The problem | Please copy each line from the entries that contains the string "packed".

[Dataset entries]
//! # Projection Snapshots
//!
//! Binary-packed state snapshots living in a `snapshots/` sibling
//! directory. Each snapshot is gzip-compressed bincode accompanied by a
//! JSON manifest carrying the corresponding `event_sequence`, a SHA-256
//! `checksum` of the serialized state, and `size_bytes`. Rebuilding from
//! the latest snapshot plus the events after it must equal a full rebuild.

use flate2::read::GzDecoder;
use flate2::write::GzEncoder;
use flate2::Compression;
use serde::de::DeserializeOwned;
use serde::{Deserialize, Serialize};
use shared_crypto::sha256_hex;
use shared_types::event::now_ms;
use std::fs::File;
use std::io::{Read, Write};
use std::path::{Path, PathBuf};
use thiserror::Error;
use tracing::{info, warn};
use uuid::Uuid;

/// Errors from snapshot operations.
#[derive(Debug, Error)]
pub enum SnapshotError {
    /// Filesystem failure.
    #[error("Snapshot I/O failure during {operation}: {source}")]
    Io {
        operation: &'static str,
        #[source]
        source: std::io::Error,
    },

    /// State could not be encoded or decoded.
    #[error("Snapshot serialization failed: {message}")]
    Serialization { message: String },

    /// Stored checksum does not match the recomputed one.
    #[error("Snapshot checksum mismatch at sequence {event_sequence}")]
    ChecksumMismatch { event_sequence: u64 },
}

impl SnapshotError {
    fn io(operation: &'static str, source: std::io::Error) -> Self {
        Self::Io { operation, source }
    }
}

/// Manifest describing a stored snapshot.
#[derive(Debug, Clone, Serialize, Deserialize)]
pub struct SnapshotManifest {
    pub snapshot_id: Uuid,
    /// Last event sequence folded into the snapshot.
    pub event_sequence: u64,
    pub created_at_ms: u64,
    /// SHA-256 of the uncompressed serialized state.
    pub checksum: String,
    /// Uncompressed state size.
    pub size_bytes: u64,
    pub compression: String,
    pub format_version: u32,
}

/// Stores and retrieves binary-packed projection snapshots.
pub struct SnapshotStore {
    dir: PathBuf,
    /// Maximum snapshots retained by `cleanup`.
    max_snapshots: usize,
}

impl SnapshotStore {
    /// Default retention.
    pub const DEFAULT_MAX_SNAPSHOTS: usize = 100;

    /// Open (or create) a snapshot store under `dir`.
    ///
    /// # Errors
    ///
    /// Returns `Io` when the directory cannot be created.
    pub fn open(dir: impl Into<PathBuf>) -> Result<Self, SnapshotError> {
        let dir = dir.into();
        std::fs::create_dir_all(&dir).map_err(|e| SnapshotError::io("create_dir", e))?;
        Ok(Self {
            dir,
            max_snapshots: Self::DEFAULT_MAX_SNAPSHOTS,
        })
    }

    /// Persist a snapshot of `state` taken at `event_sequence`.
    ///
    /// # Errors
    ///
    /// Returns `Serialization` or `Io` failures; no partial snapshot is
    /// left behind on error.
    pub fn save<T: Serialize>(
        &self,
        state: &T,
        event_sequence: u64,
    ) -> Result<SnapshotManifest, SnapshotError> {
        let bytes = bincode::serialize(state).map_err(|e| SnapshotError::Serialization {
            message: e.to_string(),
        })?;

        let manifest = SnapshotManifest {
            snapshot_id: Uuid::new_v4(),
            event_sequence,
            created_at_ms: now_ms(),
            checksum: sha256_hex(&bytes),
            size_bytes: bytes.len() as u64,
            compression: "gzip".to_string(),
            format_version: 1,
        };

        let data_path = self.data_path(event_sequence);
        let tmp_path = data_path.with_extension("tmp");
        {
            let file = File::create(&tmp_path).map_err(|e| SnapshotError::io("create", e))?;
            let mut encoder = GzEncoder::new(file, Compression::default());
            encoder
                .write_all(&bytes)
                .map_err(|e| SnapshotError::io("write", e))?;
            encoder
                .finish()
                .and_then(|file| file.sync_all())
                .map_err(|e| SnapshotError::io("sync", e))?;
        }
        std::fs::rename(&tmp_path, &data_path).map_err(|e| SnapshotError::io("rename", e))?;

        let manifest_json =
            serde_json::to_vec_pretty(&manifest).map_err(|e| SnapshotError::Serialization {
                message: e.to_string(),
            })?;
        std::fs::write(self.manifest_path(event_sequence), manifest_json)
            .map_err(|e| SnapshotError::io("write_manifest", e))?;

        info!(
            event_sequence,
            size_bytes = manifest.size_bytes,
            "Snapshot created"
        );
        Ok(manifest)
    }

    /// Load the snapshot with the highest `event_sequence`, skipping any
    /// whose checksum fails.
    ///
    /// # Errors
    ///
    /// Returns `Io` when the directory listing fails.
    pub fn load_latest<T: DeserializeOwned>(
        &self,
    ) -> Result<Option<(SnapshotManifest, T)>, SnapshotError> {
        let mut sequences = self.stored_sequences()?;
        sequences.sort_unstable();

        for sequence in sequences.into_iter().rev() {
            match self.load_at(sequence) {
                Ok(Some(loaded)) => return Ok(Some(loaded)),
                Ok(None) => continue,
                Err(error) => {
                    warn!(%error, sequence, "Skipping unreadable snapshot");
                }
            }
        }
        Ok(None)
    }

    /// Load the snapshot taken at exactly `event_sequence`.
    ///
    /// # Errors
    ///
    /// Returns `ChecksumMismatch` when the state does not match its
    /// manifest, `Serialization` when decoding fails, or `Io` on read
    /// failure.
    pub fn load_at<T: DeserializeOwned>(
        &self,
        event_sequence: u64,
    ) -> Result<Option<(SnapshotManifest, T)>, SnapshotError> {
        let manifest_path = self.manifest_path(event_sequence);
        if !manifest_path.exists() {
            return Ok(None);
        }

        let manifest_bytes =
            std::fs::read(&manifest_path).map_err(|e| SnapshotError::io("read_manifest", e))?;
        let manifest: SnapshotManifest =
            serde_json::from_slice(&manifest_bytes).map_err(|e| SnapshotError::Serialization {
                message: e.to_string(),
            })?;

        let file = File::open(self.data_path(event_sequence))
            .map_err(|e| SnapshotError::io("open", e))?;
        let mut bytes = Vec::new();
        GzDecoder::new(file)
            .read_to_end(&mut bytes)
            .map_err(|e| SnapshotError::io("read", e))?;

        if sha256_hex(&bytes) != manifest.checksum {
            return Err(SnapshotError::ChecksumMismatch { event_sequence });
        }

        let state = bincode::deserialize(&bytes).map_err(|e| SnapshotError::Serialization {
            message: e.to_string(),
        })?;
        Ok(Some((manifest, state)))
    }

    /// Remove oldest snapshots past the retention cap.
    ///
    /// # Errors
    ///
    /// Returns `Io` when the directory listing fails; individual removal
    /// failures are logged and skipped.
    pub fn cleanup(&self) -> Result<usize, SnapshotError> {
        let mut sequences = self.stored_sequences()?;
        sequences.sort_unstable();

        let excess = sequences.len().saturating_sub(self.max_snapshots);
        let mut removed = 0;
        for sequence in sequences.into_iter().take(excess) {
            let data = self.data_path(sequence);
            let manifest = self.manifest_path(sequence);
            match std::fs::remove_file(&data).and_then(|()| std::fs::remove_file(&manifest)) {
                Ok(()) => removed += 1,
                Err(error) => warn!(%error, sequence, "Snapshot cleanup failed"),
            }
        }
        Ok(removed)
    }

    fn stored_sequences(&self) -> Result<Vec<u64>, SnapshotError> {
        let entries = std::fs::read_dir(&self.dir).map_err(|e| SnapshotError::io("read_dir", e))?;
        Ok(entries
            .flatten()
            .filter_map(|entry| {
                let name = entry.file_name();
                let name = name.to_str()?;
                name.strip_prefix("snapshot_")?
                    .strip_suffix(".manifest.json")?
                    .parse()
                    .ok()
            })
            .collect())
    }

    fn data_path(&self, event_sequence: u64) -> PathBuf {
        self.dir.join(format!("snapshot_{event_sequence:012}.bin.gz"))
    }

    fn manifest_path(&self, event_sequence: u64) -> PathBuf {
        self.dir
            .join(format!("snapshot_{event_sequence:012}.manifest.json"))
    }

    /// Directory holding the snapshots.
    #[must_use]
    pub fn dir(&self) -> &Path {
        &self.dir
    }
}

Answer |
//! Binary-packed state snapshots living in a `snapshots/` sibling
/// Stores and retrieves binary-packed projection snapshots.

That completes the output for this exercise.